La meditación es una práctica milenaria con más de 5,000 años de antigüedad, asociada principalmente a prácticas religiosas orientales de India, China y Japón, y que también ha estado presente en otras tradiciones como el cristianismo. Los registros escritos más antiguos se encuentran en Los Vedas –libro sagrado del hinduismo; en la actualidad encontramos infinidad de textos que nos introducen a su conocimiento y nos instruyen en su ejercicio–.
La práctica de la meditación se ha extendido vinculada a tradiciones religiosas o de forma independiente a las mismas como medio para fomentar la experiencia religiosa, eliminar la causa del sufrimiento, incrementar la expansión de la consciencia, promover el dominio de sí mismo y, en gran medida, por los beneficios que proporciona a las personas como lo muestran recientes investigaciones médicas y psicológicas que la aplican a poblaciones concretas con situaciones específicas.

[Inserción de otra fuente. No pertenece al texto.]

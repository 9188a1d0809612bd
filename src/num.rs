//! Utilities related to numbers.

use num;
use std::fmt;

/// Floating point marker trait for easier control over trait bounds.
pub trait BFloat:
    Sync + Send + num::Float + num::cast::FromPrimitive + fmt::Debug + fmt::Display + 'static
{
    /// Converts an index or count to the floating point type.
    fn from_index(idx: usize) -> Self {
        Self::from_usize(idx).expect("Index not representable as float.")
    }
}

impl BFloat for f32 {}
impl BFloat for f64 {}

/// Linearly interpolates between `start` and `end` at parameter `t`.
pub fn lerp<F: BFloat>(start: F, end: F, t: F) -> F {
    start + t * (end - start)
}
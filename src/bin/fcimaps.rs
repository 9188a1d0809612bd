//! Command line runner for the `fcimaps` library.

#[cfg(not(feature = "for-testing"))]
#[quit::main]
fn main() {
    #[cfg(feature = "cli")]
    fcimaps::cli::run::run();
}

#[cfg(feature = "for-testing")]
fn main() {
    #[cfg(feature = "cli")]
    {
        eprintln!(
            "Warning: The `for-testing` feature is enabled, which will turn errors into panics"
        );
        fcimaps::cli::run::run();
    }
}
//! Structured grids for field-aligned simulations.

use crate::{
    geometry::{
        Dim3::{self, X, Y, Z},
        In3D,
    },
    num::BFloat,
};
use ndarray::prelude::*;

/// A structured 3D grid with uniform spacing in each dimension.
///
/// The x-dimension has `mxg` guard cells at each boundary, so that the first
/// interior cell is centered half a cell beyond x = 0. The y- and z-dimensions
/// are periodic, with the first cell located at zero.
#[derive(Clone, Debug)]
pub struct StructuredGrid3<F: BFloat> {
    shape: In3D<usize>,
    cell_extents: In3D<F>,
    mxg: usize,
}

impl<F: BFloat> StructuredGrid3<F> {
    /// Default number of guard cells at each x-boundary.
    pub const DEFAULT_MXG: usize = 2;

    /// Creates a new grid given the shape, the extent of a grid cell in each
    /// dimension and the number of guard cells at each x-boundary.
    pub fn new(shape: In3D<usize>, cell_extents: In3D<F>, mxg: usize) -> Self {
        for dim in Dim3::slice() {
            assert_ne!(
                shape[dim], 0,
                "Cannot create grid with size zero along any dimension."
            );
            assert!(
                cell_extents[dim] > F::zero(),
                "Grid cell extents must be positive."
            );
        }
        Self {
            shape,
            cell_extents,
            mxg,
        }
    }

    /// Creates a new grid covering `x_extent` with the interior x-cells, and the
    /// periodic lengths `y_extent` and `z_extent` in y and z.
    pub fn from_extents(shape: In3D<usize>, extents: In3D<F>, mxg: usize) -> Self {
        assert!(
            shape[X] > 2 * mxg,
            "Grid must have interior cells in addition to guard cells."
        );
        let interior_x = shape[X] - 2 * mxg;
        let cell_extents = In3D::new(
            extents[X] / F::from_index(interior_x),
            extents[Y] / F::from_index(shape[Y]),
            extents[Z] / F::from_index(shape[Z]),
        );
        Self::new(shape, cell_extents, mxg)
    }

    /// Returns the 3D shape of the grid.
    pub fn shape(&self) -> &In3D<usize> {
        &self.shape
    }

    /// Returns the extent of a grid cell in each dimension.
    pub fn cell_extents(&self) -> &In3D<F> {
        &self.cell_extents
    }

    /// Returns the number of guard cells at each x-boundary.
    pub fn mxg(&self) -> usize {
        self.mxg
    }

    /// Returns the full periodic length of the y-dimension.
    pub fn y_length(&self) -> F {
        F::from_index(self.shape[Y]) * self.cell_extents[Y]
    }

    /// Computes the physical coordinate of the grid node with the given index
    /// along the given dimension.
    pub fn coord(&self, dim: Dim3, idx: usize) -> F {
        self.coord_from_fractional_index(dim, F::from_index(idx))
    }

    /// Computes the physical coordinate corresponding to a fractional index.
    pub fn coord_from_fractional_index(&self, dim: Dim3, idx: F) -> F {
        match dim {
            X => (idx - self.x_index_offset()) * self.cell_extents[X],
            Y | Z => idx * self.cell_extents[dim],
        }
    }

    /// Computes the fractional index corresponding to a physical coordinate.
    pub fn fractional_index(&self, dim: Dim3, coord: F) -> F {
        match dim {
            X => self.x_index_offset() + coord / self.cell_extents[X],
            Y | Z => coord / self.cell_extents[dim],
        }
    }

    /// Returns the coordinates of all grid nodes along the given dimension.
    pub fn coords(&self, dim: Dim3) -> Array1<F> {
        Array1::from_shape_fn(self.shape[dim], |idx| self.coord(dim, idx))
    }

    /// Returns the coordinate in the middle of the grid along the given dimension.
    pub fn centre(&self, dim: Dim3) -> F {
        let coords = self.coords(dim);
        let two = F::one() + F::one();
        (coords[0] + coords[coords.len() - 1]) / two
    }

    /// Creates 2D arrays with the x- and z-coordinates of every node in a
    /// plane of constant y.
    pub fn perpendicular_coord_meshes(&self) -> (Array2<F>, Array2<F>) {
        let xs = self.coords(X);
        let zs = self.coords(Z);
        let shape = (self.shape[X], self.shape[Z]);
        (
            Array2::from_shape_fn(shape, |(i, _)| xs[i]),
            Array2::from_shape_fn(shape, |(_, k)| zs[k]),
        )
    }

    fn x_index_offset(&self) -> F {
        let half = F::from_f64(0.5).unwrap();
        F::from_index(self.mxg) - half
    }
}

#[cfg(test)]
mod tests {

    use super::*;
    use approx::assert_abs_diff_eq;

    #[test]
    fn coordinate_and_index_conversions_are_inverse() {
        let grid = StructuredGrid3::from_extents(
            In3D::new(12, 8, 16),
            In3D::new(1.6, 2.0 * std::f64::consts::PI, 3.2),
            StructuredGrid3::<f64>::DEFAULT_MXG,
        );
        assert_abs_diff_eq!(grid.cell_extents()[X], 0.2);
        assert_abs_diff_eq!(grid.cell_extents()[Z], 0.2);

        assert_abs_diff_eq!(grid.coord(X, 2), 0.1);
        assert_abs_diff_eq!(grid.fractional_index(X, 0.1), 2.0);
        assert_abs_diff_eq!(grid.coord(Z, 5), 1.0);

        for dim in Dim3::slice() {
            for idx in 0..grid.shape()[dim] {
                let coord = grid.coord(dim, idx);
                assert_abs_diff_eq!(
                    grid.fractional_index(dim, coord),
                    idx as f64,
                    epsilon = 1e-12
                );
            }
        }
    }

    #[test]
    fn perpendicular_meshes_have_grid_shape() {
        let grid = StructuredGrid3::new(In3D::new(5, 3, 4), In3D::new(0.5, 1.0, 0.25), 1);
        let (x_mesh, z_mesh) = grid.perpendicular_coord_meshes();
        assert_eq!(x_mesh.dim(), (5, 4));
        assert_eq!(z_mesh.dim(), (5, 4));
        assert_abs_diff_eq!(x_mesh[[0, 3]], -0.25);
        assert_abs_diff_eq!(z_mesh[[4, 3]], 0.75);
        assert_abs_diff_eq!(grid.y_length(), 3.0);
    }
}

Existen múltiples tipos de meditación: shamata, vipassana, tántrica, zen, compasiva, mindfulness, etcétera. En los entornos médicos se aplican principalmente dos clases de meditación: la meditación de concentración y la meditación de conciencia plena. En el primer caso, la atención se enfoca hacia un objeto específico que puede ser la propia respiración, una imagen, un mantra, una emoción, entre otras. Si la mente se dispersa, simplemente se regresa al objeto de meditación hasta completar el tiempo de práctica. En el segundo, se busca un estado relativamente estable por medio de la respiración y se observan desprendidamente los eventos físicos y mentales que surgen sin juzgarlos, evaluarlos ni sostenerse en ellos; simplemente se dejan pasar.
Independientemente del tipo de meditación, todas ellas contribuyen a estabilizar los sentimientos extremos que rompen la armonía y favorecen la salud integral de las personas. Por tal razón, dedicar unos minutos al día a la práctica meditativa, especialmente en estos momentos de alteración de la realidad como la conocíamos, es una herramienta eficaz para conservar la salud emocional y contribuir a la salud física.
En efecto, la constancia en la disciplina meditativa produce beneficios perenes en el practicante relacionados principalmente con tres aspectos:
1) La aceptación de la realidad tal cual se presenta, sin adhesiones enfermizas, aversiones destructivas, expectativas condicionantes ni decepciones dolorosas;
2) La permanencia en el tiempo presente para evitar posponer el bienestar, dejar de padecer remordimientos o añorar el pasado vivido e impedir temer a un futuro que aún no llega; y
3) La reinvención de la persona misma gracias al desarrollo de mejores herramientas para enfrentar la existencia.
Como cualquier otra actividad, la meditación requiere, además de la disciplina y la constancia, destinar un tiempo, así como un espacio adecuado para facilitar su práctica. En un principio, sentarse en una posición cómoda que mantenga la espalda recta, de preferencia sin recargarla, relajar paulatinamente el cuerpo, concentrarse en la respiración y repetir un mantra o una frase inspiradora durante 10 minutos es suficiente para desarrollar el hábito y observar sus frutos.
Para sostener la práctica, las facilidades tecnológicas que proporciona esta época a pesar del confinamiento permiten aproximarse y avanzar en la disciplina. En línea se encuentran múltiples cursos de iniciación para principiantes a bajo costo o incluso gratuitos. De igual forma, existe una gran variedad de meditaciones guiadas y música adecuada útiles para todos, además de la posibilidad de unirse a grupos ya establecidos para mantenerse vinculado a una comunidad y perseverar en el entrenamiento.
La meditación equilibra la tensión existente entre las demandas del entorno y la armonía interior; por ello, ante a la presión e incertidumbre provocada por la aparición del coronavirus, esta práctica es un medio accesible a todos para enfrentar este reto extraordinario con el cual hay que coexistir y superar.